Performance Optimization

While Starling mimics the classic display list of OpenFL, what it does behind the scenes is quite different. To achieve the best possible performance, you have to understand some key concepts of its architecture. Here is a list of best practices you can follow to have your game run as fast as possible.

General Haxe Tips

Always make a Release Build

The most important rule right at the beginning: always create a release build when you test performance. A release build can make a huge difference when you use a Stage3D framework like Starling. The speed difference is immense; depending on the platform you’re working on, you can easily get a multiple of the framerate of a debug build.
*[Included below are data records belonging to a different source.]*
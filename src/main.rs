use analytics::AnalyticsReport;
use analyzer::{ReportAnalyzer, ReportRequest};
use anyhow::Context;
use chrono::{NaiveDate, NaiveTime, Utc};
use clap::{Parser, Subcommand};
use comfy_table::{presets::UTF8_FULL, Table};
use configuration::{CancelledOrderPolicy, Config, LoggingConfig};
use core_types::OrderStatus;
use database::{connect, run_migrations, DbRepository, InMemoryOrderStore, OrderStore};
use lifecycle::OrderStateMachine;
use std::net::SocketAddr;
use std::path::PathBuf;
use std::sync::Arc;
use tracing_appender::non_blocking::WorkerGuard;
use tracing_subscriber::{fmt, layer::SubscriberExt, util::SubscriberInitExt, EnvFilter};
use uuid::Uuid;
use web_server::AppState;

mod demo;

/// The main entry point for the canteen order service.
#[tokio::main]
async fn main() -> anyhow::Result<()> {
    // A missing .env is fine; DATABASE_URL may come from the environment.
    dotenvy::dotenv().ok();

    let cli = Cli::parse();

    let mut config = configuration::load_config(cli.config.as_deref())?;
    if let Some(policy) = cli.cancelled {
        config.analytics.cancelled_orders = policy;
    }
    let _log_guard = init_tracing(&config.logging);

    let store = open_store(cli.demo, &config).await?;

    match cli.command {
        Commands::Serve(args) => handle_serve(args, store, &config).await,
        Commands::Report(args) => handle_report(args, store, &config).await,
        Commands::Transition(args) => handle_transition(args, store).await,
        Commands::Stats(args) => handle_stats(args, store, &config).await,
    }
}

// ==============================================================================
// CLI Structure
// ==============================================================================

/// Order lifecycle and sales analytics for a campus canteen.
#[derive(Parser)]
#[command(author, version, about, long_about = None)]
struct Cli {
    /// Path to the configuration file. Defaults to ./config.toml when present.
    #[arg(long, global = true)]
    config: Option<PathBuf>,

    /// Use an in-memory store seeded with sample orders instead of PostgreSQL.
    #[arg(long, global = true)]
    demo: bool,

    /// Overrides `analytics.cancelled_orders` from the configuration.
    #[arg(long, global = true, value_enum)]
    cancelled: Option<CancelledOrderPolicy>,

    #[command(subcommand)]
    command: Commands,
}

#[derive(Subcommand)]
enum Commands {
    /// Run the HTTP API and WebSocket server.
    Serve(ServeArgs),
    /// Print the analytics report for a date range.
    Report(ReportArgs),
    /// Move an order to a new status.
    Transition(TransitionArgs),
    /// Print the admin dashboard figures for one day.
    Stats(StatsArgs),
}

#[derive(Parser)]
struct ServeArgs {
    /// Address to bind. Defaults to `server.listen_addr`.
    #[arg(long)]
    addr: Option<SocketAddr>,
}

#[derive(Parser)]
struct ReportArgs {
    /// First day of the report (format: YYYY-MM-DD).
    #[arg(long)]
    from: NaiveDate,

    /// Last day of the report, inclusive (format: YYYY-MM-DD).
    #[arg(long)]
    to: NaiveDate,

    /// Time-series bucket width: "hour", "day" or "month".
    #[arg(long, default_value = "day")]
    group_by: String,

    /// Print the report as JSON instead of tables.
    #[arg(long)]
    json: bool,
}

#[derive(Parser)]
struct TransitionArgs {
    #[arg(long)]
    order_id: Uuid,

    /// Target status, e.g. "in_preparation" or "ready".
    #[arg(long)]
    status: OrderStatus,
}

#[derive(Parser)]
struct StatsArgs {
    /// Day to report on (format: YYYY-MM-DD). Defaults to today (UTC).
    #[arg(long)]
    date: Option<NaiveDate>,
}

// ==============================================================================
// Setup
// ==============================================================================

/// Installs the global subscriber. `RUST_LOG` wins over `logging.level`.
///
/// The returned guard flushes the file writer on drop and must be held until exit.
fn init_tracing(config: &LoggingConfig) -> Option<WorkerGuard> {
    let filter =
        EnvFilter::try_from_default_env().unwrap_or_else(|_| EnvFilter::new(&config.level));
    let registry = tracing_subscriber::registry()
        .with(filter)
        .with(fmt::layer());

    match &config.directory {
        Some(directory) => {
            let appender = tracing_appender::rolling::daily(directory, &config.file_prefix);
            let (writer, guard) = tracing_appender::non_blocking(appender);
            registry
                .with(fmt::layer().with_ansi(false).with_writer(writer))
                .init();
            Some(guard)
        }
        None => {
            registry.init();
            None
        }
    }
}

async fn open_store(demo: bool, config: &Config) -> anyhow::Result<Arc<dyn OrderStore>> {
    if demo {
        let orders = demo::seed_orders(Utc::now())?;
        tracing::info!(orders = orders.len(), "Using the in-memory demo store.");
        return Ok(Arc::new(InMemoryOrderStore::with_orders(orders)));
    }

    let pool = connect(&config.database)
        .await
        .context("Failed to connect to the database")?;
    run_migrations(&pool)
        .await
        .context("Failed to run database migrations")?;
    Ok(Arc::new(DbRepository::new(pool)))
}

// ==============================================================================
// Command Logic
// ==============================================================================

async fn handle_serve(
    args: ServeArgs,
    store: Arc<dyn OrderStore>,
    config: &Config,
) -> anyhow::Result<()> {
    let addr = match args.addr {
        Some(addr) => addr,
        None => config
            .server
            .listen_addr
            .parse()
            .with_context(|| format!("Invalid server.listen_addr '{}'", config.server.listen_addr))?,
    };
    web_server::run_server(addr, AppState::new(store, config)).await
}

async fn handle_report(
    args: ReportArgs,
    store: Arc<dyn OrderStore>,
    config: &Config,
) -> anyhow::Result<()> {
    let end_date = args
        .to
        .succ_opt()
        .context("--to is at the end of the supported calendar")?;
    let request = ReportRequest {
        start: args.from.and_time(NaiveTime::MIN).and_utc(),
        end: end_date.and_time(NaiveTime::MIN).and_utc(),
        granularity: Some(args.group_by),
    };

    let analyzer = ReportAnalyzer::new(config.analytics.clone());
    let report = analyzer.run(store.as_ref(), &request).await?;

    if args.json {
        println!("{}", serde_json::to_string_pretty(&report)?);
    } else {
        print_report(&report);
    }
    Ok(())
}

async fn handle_transition(args: TransitionArgs, store: Arc<dyn OrderStore>) -> anyhow::Result<()> {
    let machine = OrderStateMachine::new(store);
    let outcome = machine.attempt_transition(args.order_id, args.status).await?;

    println!(
        "Order {} moved from {} to {}.",
        outcome.order.order_id, outcome.previous_status, outcome.order.status
    );
    Ok(())
}

async fn handle_stats(
    args: StatsArgs,
    store: Arc<dyn OrderStore>,
    config: &Config,
) -> anyhow::Result<()> {
    let date = args.date.unwrap_or_else(|| Utc::now().date_naive());
    let analyzer = ReportAnalyzer::new(config.analytics.clone());
    let stats = analyzer.daily_stats(store.as_ref(), date).await?;

    let mut table = Table::new();
    table.load_preset(UTF8_FULL).set_header(vec!["Metric", "Value"]);
    table.add_row(vec!["Date".to_string(), stats.date.to_string()]);
    table.add_row(vec!["Orders".to_string(), stats.orders_today.to_string()]);
    table.add_row(vec!["Revenue".to_string(), stats.revenue_today.to_string()]);
    table.add_row(vec!["Pending".to_string(), stats.pending_orders.to_string()]);
    table.add_row(vec!["In preparation".to_string(), stats.in_preparation_orders.to_string()]);
    table.add_row(vec!["Ready".to_string(), stats.ready_orders.to_string()]);
    println!("{table}");
    Ok(())
}

// ==============================================================================
// Report Rendering
// ==============================================================================

fn print_report(report: &AnalyticsReport) {
    println!(
        "\nAnalytics from {} to {} (by {})",
        report.period.start, report.period.end, report.granularity
    );

    let summary = &report.summary;
    let performance = &report.performance;
    let customers = &report.customers;
    let change = summary
        .change_vs_previous
        .map(|c| format!("{c}%"))
        .unwrap_or_else(|| "n/a".to_string());

    let mut table = Table::new();
    table.load_preset(UTF8_FULL).set_header(vec!["Metric", "Value"]);
    let rows = [
        ("Total orders", summary.total_orders.to_string()),
        ("Total revenue", summary.total_revenue.to_string()),
        ("Average order value", summary.avg_order_value.to_string()),
        ("Items sold", summary.total_items_sold.to_string()),
        ("Previous period orders", summary.previous_period_orders.to_string()),
        ("Change vs previous", change),
        (
            "Peak hour",
            performance
                .peak_hour
                .map(|h| format!("{h:02}:00 ({} orders)", performance.peak_hour_orders))
                .unwrap_or_else(|| "-".to_string()),
        ),
        (
            "Best day",
            performance
                .best_day_of_week
                .clone()
                .map(|d| format!("{d} ({} orders)", performance.best_day_avg_orders))
                .unwrap_or_else(|| "-".to_string()),
        ),
        ("Completion rate", format!("{}%", performance.completion_rate)),
        ("Unique customers", customers.unique_customers.to_string()),
        ("Returning customers", customers.returning_customers.to_string()),
        ("New customers", format!("{} ({}%)", customers.new_customers, customers.new_customer_percentage)),
    ];
    for (metric, value) in rows {
        table.add_row(vec![metric.to_string(), value]);
    }
    println!("{table}");

    let mut series = Table::new();
    series.load_preset(UTF8_FULL).set_header(vec!["Bucket", "Orders", "Revenue"]);
    for bucket in &report.time_series {
        series.add_row(vec![
            bucket.label.clone(),
            bucket.order_count.to_string(),
            bucket.revenue.to_string(),
        ]);
    }
    println!("{series}");

    if !report.revenue.top_items_by_revenue.is_empty() {
        let mut items = Table::new();
        items.load_preset(UTF8_FULL).set_header(vec!["Top item", "Quantity", "Revenue"]);
        for item in &report.revenue.top_items_by_revenue {
            items.add_row(vec![item.name.clone(), item.quantity.to_string(), item.revenue.to_string()]);
        }
        println!("{items}");
    }

    if !report.revenue.category_breakdown.is_empty() {
        let mut categories = Table::new();
        categories.load_preset(UTF8_FULL).set_header(vec!["Category", "Revenue", "Share"]);
        for category in &report.revenue.category_breakdown {
            categories.add_row(vec![
                category.category.clone(),
                category.revenue.to_string(),
                format!("{}%", category.percentage),
            ]);
        }
        println!("{categories}");
    }
}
In Visual Studio Code, select a target without Debug in the name. For example, to create an Android release build, choose the Android or iOS targets instead of Android / Debug or iOS / Debug.
For command line builds, add the -release flag to create a release build.
```
lime build android -release
```

Check your Hardware

Be sure that Starling is indeed using the GPU for rendering. That’s easy to check: if Starling.current.context.driverInfo contains the string Software, then Stage3D is in software fallback mode, otherwise it’s using the GPU.

Furthermore, some mobile devices can be run in a Battery Saving Mode. Be sure to turn that off when making performance tests.

Set the Framerate

Your framerate is somehow stuck at 24 frames per second, no matter how much you optimize? Then you probably never set your desired framerate, and you’ll see the OpenFL’s default setting.

To change that, either use the appropriate setting in your Lime project.xml configuration file, or manually set the framerate on the OpenFL stage.

<window fps="60"/>

Starling.current.nativeStage.frameRate = 60;

Avoid Allocations

Avoid creating a lot of temporary objects. They take up memory and need to be cleaned up by the garbage collector, which might cause small hiccups when it’s running.

// bad:
for (i in 0...10)
{
    var point:Point = new Point(i, 2*i);
    doSomethingWith(point);
}

// better:
var point:Point = new Point();
for (i in 0...10)
{
    point.setTo(i, 2*i);
    doSomethingWith(point);
}

Actually, Starling contains a class that helps with that: Pool. It provides a pool of objects that are often required, like Point, Rectangle and Matrix. You can "borrow" objects from that pool and return them when you’re done.

// best:
var point:Point = Pool.getPoint();
for (i in 0...10)
{
    point.setTo(i, 2*i);
    doSomethingWith(point);
}
Pool.putPoint(point); // don't forget this!

Starling Specific Tips

Minimize State Changes

As you know, Starling uses Stage3D to render the display list. This means that all drawing is done by the GPU.

Now, Starling could send one quad after the other to the GPU, drawing one by one. In fact, this is how the very first Starling release worked! For optimal performance, though, GPUs prefer to get a huge pile of data and draw all of it at once.

That’s why newer Starling versions batch as many quads together as possible before sending them to the GPU. However, it can only batch quads that have similar properties. Whenever a quad with a different "state" is encountered, a "state change" occurs, and the previously batched quads are drawn.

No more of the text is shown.